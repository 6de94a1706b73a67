//! Command-line parsing.
//!
//! Hand-rolled: one command word, one input, and a handful of
//! `--flag[=value]` options in any order.

use std::path::PathBuf;

use brim_diagnostic::emitter::ColorMode;
use brim_diagnostic::DiagnosticSink;
use brim_lexer::{LexOptions, TriviaPolicy};
use brim_parse::ParseOptions;

use crate::CliError;

pub const USAGE: &str = "\
Usage: brim <command> <file|-> [options]

Commands:
  lex <file>      Print every token as `kind line:col \"text\"`
  parse <file>    Print the module header and declaration list
  check <file>    Print diagnostics only
  help            Show this help message
  version         Show version information

Options:
  --significant        lex: drop whitespace and comments
  --keep-trivia        parse: report collected trivia
  --color=<mode>       auto (default), always, never
  --format=<format>    human (default), json
  --error-limit=<n>    Stop recording after n diagnostics (0 = no limit)

Use `-` as the file to read from stdin. Exit status is 0 when clean,
1 when any diagnostic was reported and 2 on usage or I/O errors.
";

#[derive(Clone, Copy, Debug, PartialEq, Eq)]
pub enum Command {
    Lex,
    Parse,
    Check,
    Help,
    Version,
}

impl Command {
    fn parse(word: &str) -> Option<Self> {
        match word {
            "lex" => Some(Command::Lex),
            "parse" => Some(Command::Parse),
            "check" => Some(Command::Check),
            "help" | "--help" | "-h" => Some(Command::Help),
            "version" | "--version" | "-V" => Some(Command::Version),
            _ => None,
        }
    }

    fn needs_input(self) -> bool {
        matches!(self, Command::Lex | Command::Parse | Command::Check)
    }
}

/// Diagnostic output format.
#[derive(Clone, Copy, Debug, Default, PartialEq, Eq)]
pub enum Format {
    #[default]
    Human,
    Json,
}

#[derive(Clone, Debug, PartialEq, Eq)]
pub enum Input {
    Stdin,
    Path(PathBuf),
}

#[derive(Clone, Debug, PartialEq, Eq)]
pub struct Options {
    pub command: Command,
    pub input: Input,
    pub color: ColorMode,
    pub format: Format,
    pub error_limit: usize,
    pub keep_trivia: bool,
    pub significant: bool,
}

impl Options {
    /// Parse arguments, excluding the program name.
    pub fn parse(args: &[String]) -> Result<Self, CliError> {
        let Some((word, rest)) = args.split_first() else {
            return Ok(Options::new(Command::Help));
        };
        let command = Command::parse(word)
            .ok_or_else(|| CliError::Usage(format!("unknown command `{word}`")))?;
        let mut options = Options::new(command);
        let mut input = None;

        for arg in rest {
            if let Some(value) = arg.strip_prefix("--color=") {
                options.color = ColorMode::parse(value).ok_or_else(|| {
                    CliError::Usage(format!("invalid --color value `{value}`"))
                })?;
            } else if let Some(value) = arg.strip_prefix("--format=") {
                options.format = match value {
                    "human" => Format::Human,
                    "json" => Format::Json,
                    _ => {
                        return Err(CliError::Usage(format!(
                            "invalid --format value `{value}`"
                        )))
                    }
                };
            } else if let Some(value) = arg.strip_prefix("--error-limit=") {
                options.error_limit = value.parse().map_err(|_| {
                    CliError::Usage(format!("invalid --error-limit value `{value}`"))
                })?;
            } else if arg == "--keep-trivia" {
                options.keep_trivia = true;
            } else if arg == "--significant" {
                options.significant = true;
            } else if arg == "-" || !arg.starts_with('-') {
                if input.is_some() {
                    return Err(CliError::Usage(format!("unexpected argument `{arg}`")));
                }
                input = Some(if arg == "-" {
                    Input::Stdin
                } else {
                    Input::Path(PathBuf::from(arg))
                });
            } else {
                return Err(CliError::Usage(format!("unknown option `{arg}`")));
            }
        }

        match input {
            Some(input) => options.input = input,
            None if command.needs_input() => {
                return Err(CliError::Usage(format!("`{word}` needs a file or `-`")));
            }
            None => {}
        }
        Ok(options)
    }

    fn new(command: Command) -> Self {
        Options {
            command,
            input: Input::Stdin,
            color: ColorMode::Auto,
            format: Format::Human,
            error_limit: DiagnosticSink::DEFAULT_LIMIT,
            keep_trivia: false,
            significant: false,
        }
    }

    /// `check` has no other output, so its diagnostics go to stdout.
    pub fn diagnostics_to_stdout(&self) -> bool {
        self.command == Command::Check
    }

    pub fn lex_options(&self) -> LexOptions {
        LexOptions {
            diagnostic_limit: self.error_limit,
        }
    }

    pub fn parse_options(&self) -> ParseOptions {
        ParseOptions {
            diagnostic_limit: self.error_limit,
            trivia: if self.keep_trivia {
                TriviaPolicy::Collect
            } else {
                TriviaPolicy::Discard
            },
        }
    }
}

+-------+

EXERCISE INSTRUCTIONS >> After reading through the material, report every line that holds "file".

OUTPUT BELOW >>
Usage: brim <command> <file|-> [options]
  lex <file>      Print every token as `kind line:col \"text\"`
  parse <file>    Print the module header and declaration list
  check <file>    Print diagnostics only
Use `-` as the file to read from stdin. Exit status is 0 when clean,
                return Err(CliError::Usage(format!("`{word}` needs a file or `-`")));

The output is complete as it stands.